Единственный раз в жизни Патрику Хепберну довелось увидеть Арранского бастарда в бою и, потому ли, что в юности все впитывается ярче, или потому, что то было зрелище ужасающее и завораживающее одновременно, на миг граф забыл, что находится в гуще схватки. На своем крупном гнедом Финнарт на голову возвышался над нападающими верховыми и сворой пеших Дугласов, которых он топтал конем и разил сверху наотмашь. Глаза Джеймса Гамильтона горели ровным дьявольским светом, словно у пьяного или одержимого, но рука была немилосердно точна, а гнедой слушался его по одному легкому движению колен. Красавец Финнарт был уже грязен, как черт, в поту и пороховой копоти аркебуз, короткий плащ утратил вид и свисал искромсанными полосами ткани, изорванный колет покрывали свежие кровавые пятна, причем, если среди них пролилась и собственная его кровь, он этого явно не замечал.

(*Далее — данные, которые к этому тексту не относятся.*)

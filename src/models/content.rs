use std::fmt;
use std::str::FromStr;

use chrono::{DateTime, Utc};
use serde::{Deserialize, Serialize};

use super::links::LinkBundle;

#[derive(Debug, Clone, Serialize, Deserialize)]
#[serde(rename_all = "camelCase")]
pub struct ContentItem {
    pub id: i64,
    pub subject_id: String,
    pub title: String,
    pub slug: String,
    pub blog_content: String,
    pub youtube_id: Option<String>,
    pub quiz_data: Vec<QuizQuestion>,
    pub faqs: Vec<Faq>,
    pub primary_keyword: Option<String>,
    pub target_keywords: Vec<String>,
    pub year_slug: Option<String>,
    pub unit_number: Option<i64>,
    pub canonical_url: Option<String>,
    pub breadcrumb_path: Vec<Breadcrumb>,
    pub internal_links: Option<LinkBundle>,
    pub word_count: i64,
    pub reading_time_minutes: i64,
    pub is_indexable: bool,
    pub priority: Option<f64>,
    pub changefreq: Option<ChangeFreq>,
    pub created_at: DateTime<Utc>,
    pub updated_at: DateTime<Utc>,
}

impl ContentItem {
    pub fn summary(&self) -> ContentSummary {
        ContentSummary {
            id: self.id,
            title: self.title.clone(),
            slug: self.slug.clone(),
            subject_id: self.subject_id.clone(),
            year_slug: self.year_slug.clone(),
            unit_number: self.unit_number,
            word_count: self.word_count,
            canonical_url: self.canonical_url.clone(),
        }
    }
}

/// Lightweight listing row
#[derive(Debug, Clone, PartialEq, Serialize, Deserialize)]
#[serde(rename_all = "camelCase")]
pub struct ContentSummary {
    pub id: i64,
    pub title: String,
    pub slug: String,
    pub subject_id: String,
    pub year_slug: Option<String>,
    pub unit_number: Option<i64>,
    pub word_count: i64,
    pub canonical_url: Option<String>,
}

/// Editorial payload for a new content item.
#[derive(Debug, Clone, Default, Serialize, Deserialize)]
#[serde(rename_all = "camelCase")]
pub struct NewContent {
    pub subject_id: String,
    pub title: String,
    #[serde(default)]
    pub blog_content: String,
    pub youtube_id: Option<String>,
    #[serde(default)]
    pub quiz_data: Vec<QuizQuestion>,
    #[serde(default)]
    pub faqs: Vec<Faq>,
    pub primary_keyword: Option<String>,
    #[serde(default)]
    pub target_keywords: Vec<String>,
    pub year_slug: Option<String>,
    pub unit_number: Option<i64>,
    pub is_indexable: Option<bool>,
    pub priority: Option<f64>,
    pub changefreq: Option<ChangeFreq>,
}

/// Partial update; only the provided fields change.
#[derive(Debug, Clone, Default, Serialize, Deserialize)]
#[serde(rename_all = "camelCase")]
pub struct ContentUpdate {
    pub subject_id: Option<String>,
    pub title: Option<String>,
    pub blog_content: Option<String>,
    pub youtube_id: Option<String>,
    pub quiz_data: Option<Vec<QuizQuestion>>,
    pub faqs: Option<Vec<Faq>>,
    pub primary_keyword: Option<String>,
    pub target_keywords: Option<Vec<String>>,
    pub year_slug: Option<String>,
    pub unit_number: Option<i64>,
    pub is_indexable: Option<bool>,
    pub priority: Option<f64>,
    pub changefreq: Option<ChangeFreq>,
}

/// Fully derived row ready for insertion or overwrite.
#[derive(Debug, Clone)]
pub struct ContentRecord {
    pub subject_id: String,
    pub title: String,
    pub slug: String,
    pub blog_content: String,
    pub youtube_id: Option<String>,
    pub quiz_data: Vec<QuizQuestion>,
    pub faqs: Vec<Faq>,
    pub primary_keyword: Option<String>,
    pub target_keywords: Vec<String>,
    pub year_slug: Option<String>,
    pub unit_number: Option<i64>,
    pub canonical_url: String,
    pub breadcrumb_path: Vec<Breadcrumb>,
    pub word_count: i64,
    pub reading_time_minutes: i64,
    pub is_indexable: bool,
    pub priority: Option<f64>,
    pub changefreq: Option<ChangeFreq>,
}

#[derive(Debug, Clone, PartialEq, Serialize, Deserialize)]
#[serde(rename_all = "camelCase")]
pub struct QuizQuestion {
    pub question: String,
    #[serde(default)]
    pub options: Vec<String>,
    pub correct_answer: usize,
    pub explanation: Option<String>,
}

#[derive(Debug, Clone, PartialEq, Eq, Serialize, Deserialize)]
pub struct Faq {
    pub question: String,
    pub answer: String,
}

#[derive(Debug, Clone, PartialEq, Eq, Serialize, Deserialize)]
pub struct Breadcrumb {
    pub name: String,
    pub url: String,
}

/// Sitemap `<changefreq>` values.
#[derive(Debug, Clone, Copy, PartialEq, Eq, Serialize, Deserialize)]
#[serde(rename_all = "lowercase")]
pub enum ChangeFreq {
    Always,
    Hourly,
    Daily,
    Weekly,
    Monthly,
    Yearly,
    Never,
}

impl ChangeFreq {
    pub fn as_str(&self) -> &'static str {
        match self {
            ChangeFreq::Always => "always",
            ChangeFreq::Hourly => "hourly",
            ChangeFreq::Daily => "daily",
            ChangeFreq::Weekly => "weekly",
            ChangeFreq::Monthly => "monthly",
            ChangeFreq::Yearly => "yearly",
            ChangeFreq::Never => "never",
        }
    }
}

impl fmt::Display for ChangeFreq {
    fn fmt(&self, f: &mut fmt::Formatter<'_>) -> fmt::Result {
        f.write_str(self.as_str())
    }
}

impl FromStr for ChangeFreq {
    type Err = String;

    fn from_str(s: &str) -> Result<Self, Self::Err> {
        match s.trim().to_ascii_lowercase().as_str() {
            "always" => Ok(ChangeFreq::Always),
            "hourly" => Ok(ChangeFreq::Hourly),
            "daily" => Ok(ChangeFreq::Daily),
            "weekly" => Ok(ChangeFreq::Weekly),
            "monthly" => Ok(ChangeFreq::Monthly),
            "yearly" => Ok(ChangeFreq::Yearly),
            "never" => Ok(ChangeFreq::Never),
            other => Err(format!("unknown changefreq: {}", other)),
        }
    }
}

/// Normalised form used for keyword comparisons.
pub fn normalize_keyword(keyword: &str) -> String {
    keyword.trim().to_lowercase()
}

/// Drop blank keywords and case-insensitive duplicates, keeping first occurrence.
pub fn dedup_keywords(keywords: Vec<String>) -> Vec<String> {
    let mut seen = std::collections::HashSet::new();
    keywords
        .into_iter()
        .map(|k| k.trim().to_string())
        .filter(|k| !k.is_empty() && seen.insert(normalize_keyword(k)))
        .collect()
}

- Босуэлл! Иду навстречу! - заорал Джон Хепберн, оповещая Финнарта о своем присутствии.
Тот услыхал и рявкнул в ответ:
- Гамильтон! Благословите, ваше преподобие, и отпустите мне грех человекоубийства!
Оба - посреди боя, крови и смерти - улыбались. Это были понимающие и хищные ухмылки равных по силе вожаков.
- Бог простит вас, Джеймс Гамильтон, за все, что сегодня сделано… и будет сделано во благо нашего короля… Благословляю, сын мой! - отвечал епископ Брихин, валя сплеча нового нападающего. Босуэлл все еще не мог отвести взор от этой судьбоносной встречи, когда...
- Что глазеешь? Атака сзади! - проорал ему Арранский бастард, и, Патрик, пригнувшись, услыхал только, как за его спиной отвел удар недремлющий Йан МакГиллан. Это помогло графу прийти в себя.
Финнарт растворился в свалке за изгородью пик, словно некий бог войны, явившийся внезапно в решающий момент, как его себе представляли древние, и штормовая волна Дугласов пошла за ним, оставляя, словно выброшенных на берег рыб, за собою Босуэлла и Брихина. Епископ на мгновение лег лицом в гриву коня, белый от острого приступа усталости, потом встряхнулся и выбросил палаш вперед:
- Чудны дела Твои, Господи, на Тебя, Единого, уповаю… Гоните всех на Гамильтонов, ребятки, лежачих не добивать, некогда!»
Они увидятся еще не раз, станут друзьями и союзниками по неосуществленному заговору, его гибель послужит в романе для Патрика Хепберна поводом бежать от правосудия короля - но запомнит его Белокурый (да и я, если честно) именно таким: это ударил Финнарт…
Что ж, судя по тому, как меня встретили к Крейгнитене - думаю, Джеймс Гамильтон тоже остался доволен этим своим отражением.